В искусстве романтизма (Гейне, Шиллер, Байрон) в центре трагедии — лирический характер, и состояние мира выражается через состояние духа.

Так, разочарование в результатах французской буржуазной революции и вызванное им неверие в общественный прогресс порождают характерную для романтизма мировую скорбь. В трагедиях Байрона («Каин») утверждается неизбежность зла и вечность борьбы с ним. Воплощением такого зла выступает Люцифер. Каин не может примириться ни с какими ограничениями свободы и мощи человеческого духа. Смысл его жизни — в бунте, в активном противостоянии вечному злу, в стремлении насильственно изменить свое положение в мире.

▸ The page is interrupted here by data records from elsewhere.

use anyhow::{Context, Result};
use clap::{Parser, ValueEnum};
use fixq_math::{Fp, OverflowPolicy};
use log::LevelFilter;
use simple_logger::SimpleLogger;

const PRI_MIN: i32 = 0;
const PRI_MAX: i32 = 63;
const NICE_MIN: i32 = -20;
const NICE_MAX: i32 = 20;

/// Simulate the multilevel-feedback scheduler bookkeeping of a single busy
/// thread using 17.14 fixed-point arithmetic only.
///
/// Every second:
///   load_avg   = 59/60 * load_avg + 1/60 * ready
///   recent_cpu = (2 * load_avg) / (2 * load_avg + 1) * recent_cpu + nice
///   priority   = PRI_MAX - recent_cpu / 4 - 2 * nice
/// and recent_cpu grows by one on every timer tick the thread runs.
#[derive(Parser, Debug, Clone)]
#[command(author, version, about)]
struct Args {
    /// Simulated seconds
    #[arg(long, default_value_t = 30)]
    seconds: u32,

    /// Threads ready to run (including the running one)
    #[arg(long, default_value_t = 1)]
    ready: i32,

    /// Niceness of the running thread (-20..=20)
    #[arg(
        long,
        default_value_t = 0,
        allow_negative_numbers = true,
        value_parser = clap::value_parser!(i32).range(i64::from(NICE_MIN)..=i64::from(NICE_MAX))
    )]
    nice: i32,

    /// Timer ticks per second charged to the running thread
    #[arg(long, default_value_t = 100)]
    ticks_per_second: i32,

    /// Overflow behaviour for every fixed-point operation
    #[arg(long, value_enum, default_value_t = Policy::Checked)]
    policy: Policy,

    /// Log level (error, warn, info, debug, trace)
    #[arg(long, default_value_t = LevelFilter::Info)]
    log_level: LevelFilter,
}

#[derive(ValueEnum, Debug, Clone, Copy)]
enum Policy {
    Checked,
    Saturating,
    Wrapping,
}

impl From<Policy> for OverflowPolicy {
    fn from(policy: Policy) -> Self {
        match policy {
            Policy::Checked => OverflowPolicy::Checked,
            Policy::Saturating => OverflowPolicy::Saturating,
            Policy::Wrapping => OverflowPolicy::Wrapping,
        }
    }
}

struct Scheduler {
    policy: OverflowPolicy,
    decay: Fp,
    gain: Fp,
    load_avg: Fp,
    recent_cpu: Fp,
    nice: i32,
}

impl Scheduler {
    fn new(policy: OverflowPolicy, nice: i32) -> Result<Self> {
        Ok(Self {
            policy,
            decay: Fp::from_ratio(59, 60)?,
            gain: Fp::from_ratio(1, 60)?,
            load_avg: Fp::ZERO,
            recent_cpu: Fp::ZERO,
            nice,
        })
    }

    fn tick(&mut self) -> Result<()> {
        self.recent_cpu = self.policy.add_int(self.recent_cpu, 1)?;
        Ok(())
    }

    fn update_load_avg(&mut self, ready: i32) -> Result<()> {
        let p = self.policy;
        let decayed = p.mul(self.decay, self.load_avg)?;
        let fresh = p.mul_int(self.gain, ready)?;
        self.load_avg = p.add(decayed, fresh)?;
        Ok(())
    }

    fn update_recent_cpu(&mut self) -> Result<()> {
        let p = self.policy;
        let twice_load = p.mul_int(self.load_avg, 2)?;
        let coefficient = p.div(twice_load, p.add_int(twice_load, 1)?)?;
        let decayed = p.mul(coefficient, self.recent_cpu)?;
        self.recent_cpu = p.add_int(decayed, self.nice)?;
        Ok(())
    }

    fn priority(&self) -> Result<i32> {
        let p = self.policy;
        let quarter = p.div_int(self.recent_cpu, 4)?;
        let raw = p.sub(p.from_int(PRI_MAX)?, quarter)?;
        let penalty = p.mul_int(p.from_int(self.nice)?, 2)?;
        let priority = p.sub(raw, penalty)?;
        Ok(priority.to_int_round().clamp(PRI_MIN, PRI_MAX))
    }
}

fn main() -> Result<()> {
    let args = Args::parse();
    SimpleLogger::new()
        .with_level(args.log_level)
        .init()
        .context("failed to initialise logger")?;

    log::info!(
        "seconds={} ready={} nice={} ticks_per_second={} policy={:?}",
        args.seconds,
        args.ready,
        args.nice,
        args.ticks_per_second,
        args.policy
    );

    let mut sched = Scheduler::new(args.policy.into(), args.nice)?;
    log::debug!("decay={:?} gain={:?}", sched.decay, sched.gain);

    println!("{:>4} {:>10} {:>12} {:>8}", "sec", "load_avg", "recent_cpu", "priority");
    for second in 1..=args.seconds {
        for _ in 0..args.ticks_per_second {
            sched.tick()?;
        }
        sched
            .update_load_avg(args.ready)
            .with_context(|| format!("load average at second {second}"))?;
        sched
            .update_recent_cpu()
            .with_context(|| format!("recent_cpu at second {second}"))?;
        let priority = sched.priority()?;

        log::debug!(
            "second {} raw load_avg={} recent_cpu={}",
            second,
            sched.load_avg.raw(),
            sched.recent_cpu.raw()
        );
        println!(
            "{:>4} {:>10.2} {:>12.2} {:>8}",
            second, sched.load_avg, sched.recent_cpu, priority
        );
    }

    println!();
    println!(
        "Final load average (rounded x100): {}",
        sched.policy.mul_int(sched.load_avg, 100)?.to_int_round()
    );
    Ok(())
}
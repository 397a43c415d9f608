//! # fixq-math
//!
//! Signed fixed-point arithmetic for code that cannot or must not use floats,
//! such as scheduler bookkeeping inside a kernel or lockstep simulations.
//!
//! A [`Fixed<Q>`] wraps an `i32` whose low `Q` bits are the fraction. The
//! reference configuration is [`Fp`] = `Fixed<14>` (17.14 layout). Products
//! and quotients are computed in `i64` and narrowed back with an explicit
//! range check, so overflow is reported instead of silently wrapping.
//!
//! | Operation          | Method                   | Free function    |
//! |--------------------|--------------------------|------------------|
//! | to-fixed           | [`Fixed::from_int`]      | [`to_fixed`]     |
//! | to-int, truncating | [`Fixed::to_int`]        | [`to_int_trunc`] |
//! | to-int, rounding   | [`Fixed::to_int_round`]  | [`to_int_round`] |
//! | multiply           | [`Fixed::checked_mul`]   | [`multiply`]     |
//! | divide             | [`Fixed::checked_div`]   | [`divide`]       |
//!
//! Truncation is an arithmetic shift (floor), not truncation toward zero:
//! `to_int_trunc(Fp::from_raw(-1)) == -1`.
//!
//! Overflow handling beyond the checked family is chosen by the caller through
//! [`OverflowPolicy`].
//!
//! `no_std` unless the default `std` feature is enabled.

#![cfg_attr(not(any(feature = "std", test)), no_std)]

pub mod error;
pub mod fixed_point;
pub mod ops;
pub mod policy;

pub use error::{FixedPointError, Operation, Result};
pub use fixed_point::{Fixed, Narrow, Wide};
pub use policy::OverflowPolicy;

/// Fractional bits of the reference configuration.
pub const Q: u32 = 14;
/// Scale factor of the reference configuration, `2^Q`.
pub const F: Narrow = 1 << Q;

/// The reference 17.14 fixed-point type.
pub type Fp = Fixed<Q>;

/// `n << Q`. Valid for `n` in `[-131072, 131071]`.
#[inline]
pub fn to_fixed(n: Narrow) -> Result<Fp> {
    Fp::from_int(n)
}

/// `x >> Q`, rounding toward negative infinity.
#[inline]
pub fn to_int_trunc(x: Fp) -> Narrow {
    x.to_int()
}

/// Nearest integer, halves away from zero.
#[inline]
pub fn to_int_round(x: Fp) -> Narrow {
    x.to_int_round()
}

/// `(x * y) >> Q` with a 64-bit intermediate.
#[inline]
pub fn multiply(x: Fp, y: Fp) -> Result<Fp> {
    x.checked_mul(y)
}

/// `(x << Q) / y` with a 64-bit intermediate. Zero `y` is an error.
#[inline]
pub fn divide(x: Fp, y: Fp) -> Result<Fp> {
    x.checked_div(y)
}
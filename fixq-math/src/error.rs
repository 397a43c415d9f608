//! Fixed-point error types

use core::fmt;

use thiserror::Error;

/// The arithmetic step that produced an [`FixedPointError::Overflow`].
#[derive(Debug, Clone, Copy, PartialEq, Eq, Hash)]
pub enum Operation {
    Add,
    Sub,
    Neg,
    Mul,
    Div,
    MulInt,
    DivInt,
}

impl fmt::Display for Operation {
    fn fmt(&self, f: &mut fmt::Formatter<'_>) -> fmt::Result {
        let name = match self {
            Operation::Add => "addition",
            Operation::Sub => "subtraction",
            Operation::Neg => "negation",
            Operation::Mul => "multiplication",
            Operation::Div => "division",
            Operation::MulInt => "integer multiplication",
            Operation::DivInt => "integer division",
        };
        f.write_str(name)
    }
}

#[derive(Error, Debug, Clone, Copy, PartialEq, Eq)]
pub enum FixedPointError {
    #[error("Overflow during fixed-point {op}: result does not fit in 32 bits")]
    Overflow { op: Operation },

    #[error("Integer {value} is outside the fixed-point range [{min}, {max}]")]
    OutOfRange { value: i64, min: i32, max: i32 },

    #[error("Division by zero")]
    DivisionByZero,

    #[error("Invalid fixed-point literal")]
    InvalidLiteral,
}

pub type Result<T> = core::result::Result<T, FixedPointError>;

/// Reports a fault to the log before handing it back to the caller.
#[inline]
pub(crate) fn fault(err: FixedPointError) -> FixedPointError {
    log::debug!("fixed-point fault: {err}");
    err
}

Искусство критического реализма раскрыло трагический разлад личности и обще'ства. Одно из величайших трагедийных произведений XIX в. — «Борис Годунов» А. Пушкина. Годунов хочет использовать власть на благо народа. Но, стремясь осуществить свои намерения, он совершает зло — убивает невинного царевича Дмитрия. И между действиями Бориса и желаниями народа разверзается пропасть отчужденности, а потом и гнева. Пушкин показывает, что нельзя бороться за народ без народа. Мощный, активный характер Бориса многими своими особенностями напоминает героев Шекспира. Однако ощущаются и глубокие отличия: у Шекспира в центре стоит личность, проблематика пушкинской трагедии — порождение новой эпохи: сопоставление деяний личности с благом народа. Народ здесь главное действующее лицо, высший судья поступков героев.

В реалистическом искусстве XIX века (Диккенс, Бальзак, Стендаль, Гоголь и др.) нетрагический характер стал героем трагических ситуаций. Капитализм сделал трагедию «обыкновенной историей». Трагедия как жанр фактически исчезает, так как герой искусства стал отчужденным «частным и частичным» (Гегель) человеком. Однако трагический элемент проник во все роды и жанры литературы, отражая нетерпимость разлада человека и общества.

Для того, чтобы мучительный трагизм перестал быть постоянным спутником жизни, общество должно стать человечным, должно быть найдено гармоническое единство личности и общества.

Таков высший смысл концепции трагического в искусстве критического реализма в XX в. Преодоление эгоцентрической замкнутости личности, ее разлада с миром, бегство из одиночества, поиск утраченного смысла жизни — пафос разработки трагедийной темы у реалистов XX века (Хемингуэй, Фолкнер, Л. Франк, Бель и др.).

В искусстве XX века трагическое выявляет общественный смысл жизни человека и показывает, что бессмертие героя осуществляется в бессмертии народа. Трагическая вина возвысилась до исторической ответственности героя.